# What you will do
Every line containing the string "succeeded" should be returned from the records.

-------- Input material --------

//! Core types for queries, providers and normalised results.

use serde::{Deserialize, Serialize};
use std::fmt;
use std::str::FromStr;

use crate::error::{ProviderFailure, SearchError};

/// Number of results requested when the caller does not say.
pub const DEFAULT_RESULT_COUNT: usize = 10;

/// Largest number of results a single query may request.
pub const MAX_RESULT_COUNT: usize = 50;

/// Search providers that fanout can route queries to.
#[derive(Debug, Clone, Copy, PartialEq, Eq, Hash, PartialOrd, Ord, Serialize, Deserialize)]
pub enum ProviderName {
    /// Google Custom Search JSON API. Needs an API key and an engine id.
    #[serde(alias = "google")]
    Google,
    /// Bing Web Search API. Needs an API key.
    #[serde(alias = "bing")]
    Bing,
    /// DuckDuckGo HTML endpoint. No credentials.
    #[serde(alias = "duckduckgo")]
    DuckDuckGo,
}

impl ProviderName {
    /// Returns the human-readable name of this provider.
    pub fn name(&self) -> &'static str {
        match self {
            Self::Google => "Google",
            Self::Bing => "Bing",
            Self::DuckDuckGo => "DuckDuckGo",
        }
    }

    /// Returns all provider variants in declaration order.
    pub fn all() -> &'static [ProviderName] {
        &[Self::Google, Self::Bing, Self::DuckDuckGo]
    }
}

impl fmt::Display for ProviderName {
    fn fmt(&self, f: &mut fmt::Formatter<'_>) -> fmt::Result {
        f.write_str(self.name())
    }
}

impl FromStr for ProviderName {
    type Err = SearchError;

    fn from_str(s: &str) -> Result<Self, Self::Err> {
        match s.trim().to_ascii_lowercase().as_str() {
            "google" => Ok(Self::Google),
            "bing" => Ok(Self::Bing),
            "duckduckgo" | "ddg" => Ok(Self::DuckDuckGo),
            _ => Err(SearchError::UnknownProvider(s.to_owned())),
        }
    }
}

/// A validated search request.
///
/// Created per call and never mutated. Construction trims the text and
/// checks that the requested count lies within `1..=50`.
#[derive(Debug, Clone, PartialEq, Eq)]
pub struct SearchQuery {
    text: String,
    requested_count: usize,
}

impl SearchQuery {
    /// Build a query, rejecting empty text or an out-of-range count.
    pub fn new(text: &str, requested_count: usize) -> Result<Self, SearchError> {
        let text = text.trim();
        if text.is_empty() {
            return Err(SearchError::InvalidQuery("query must not be empty".into()));
        }
        if !(1..=MAX_RESULT_COUNT).contains(&requested_count) {
            return Err(SearchError::InvalidQuery(format!(
                "requested count must be between 1 and {MAX_RESULT_COUNT}, got {requested_count}"
            )));
        }
        Ok(Self {
            text: text.to_owned(),
            requested_count,
        })
    }

    /// Build a query asking for [`DEFAULT_RESULT_COUNT`] results.
    pub fn with_default_count(text: &str) -> Result<Self, SearchError> {
        Self::new(text, DEFAULT_RESULT_COUNT)
    }

    pub fn text(&self) -> &str {
        &self.text
    }

    pub fn requested_count(&self) -> usize {
        self.requested_count
    }
}

/// One normalised search hit.
#[derive(Debug, Clone, PartialEq, Eq, Serialize, Deserialize)]
pub struct SearchResultItem {
    /// Page title.
    pub title: String,
    /// Absolute `http(s)` URL of the page.
    pub url: String,
    /// Plain-text summary of the page.
    pub snippet: String,
    /// Which provider returned this item.
    pub source_provider: ProviderName,
}

/// A successful answer from one provider.
///
/// Every construction path, deserialisation included, goes through
/// [`SearchResultSet::from_items`], so a successful set is never empty.
#[derive(Debug, Clone, PartialEq, Eq, Serialize, Deserialize)]
#[serde(try_from = "RawResultSet")]
pub struct SearchResultSet {
    items: Vec<SearchResultItem>,
    provider_used: ProviderName,
    succeeded: bool,
}

/// Wire shape of a [`SearchResultSet`]; `succeeded` is derived, not trusted.
#[derive(Deserialize)]
struct RawResultSet {
    items: Vec<SearchResultItem>,
    provider_used: ProviderName,
}

impl TryFrom<RawResultSet> for SearchResultSet {
    type Error = ProviderFailure;

    fn try_from(raw: RawResultSet) -> Result<Self, Self::Error> {
        let count = raw.items.len();
        Self::from_items(raw.provider_used, raw.items, count)
    }
}

impl SearchResultSet {
    /// Wrap a provider's parsed items.
    ///
    /// Keeps at most `count` items in provider order. An empty list is
    /// reclassified as an [`crate::error::FailureKind::EmptyResult`] failure.
    pub fn from_items(
        provider: ProviderName,
        mut items: Vec<SearchResultItem>,
        count: usize,
    ) -> Result<Self, ProviderFailure> {
        items.truncate(count);
        if items.is_empty() {
            return Err(ProviderFailure::empty(provider));
        }
        Ok(Self {
            items,
            provider_used: provider,
            succeeded: true,
        })
    }

    pub fn items(&self) -> &[SearchResultItem] {
        &self.items
    }

    pub fn into_items(self) -> Vec<SearchResultItem> {
        self.items
    }

    pub fn provider_used(&self) -> ProviderName {
        self.provider_used
    }

    pub fn succeeded(&self) -> bool {
        self.succeeded
    }

    pub fn len(&self) -> usize {
        self.items.len()
    }

    pub fn is_empty(&self) -> bool {
        self.items.is_empty()
    }

    /// Keep only the items for which `keep` returns `true`.
    ///
    /// Used by research deduplication. The set stays marked as succeeded
    /// because the provider did answer; the research section is retained
    /// even when nothing is left.
    pub(crate) fn retain_items(&mut self, keep: impl FnMut(&SearchResultItem) -> bool) {
        self.items.retain(keep);
    }
}

/// Returns `true` if `raw` parses as an absolute `http` or `https` URL.
pub(crate) fn is_web_url(raw: &str) -> bool {
    url::Url::parse(raw)
        .map(|u| matches!(u.scheme(), "http" | "https") && u.host_str().is_some())
        .unwrap_or(false)
}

--------

# Answer space
    succeeded: bool,
/// Wire shape of a [`SearchResultSet`]; `succeeded` is derived, not trusted.
            succeeded: true,
    pub fn succeeded(&self) -> bool {
        self.succeeded
    /// Used by research deduplication. The set stays marked as succeeded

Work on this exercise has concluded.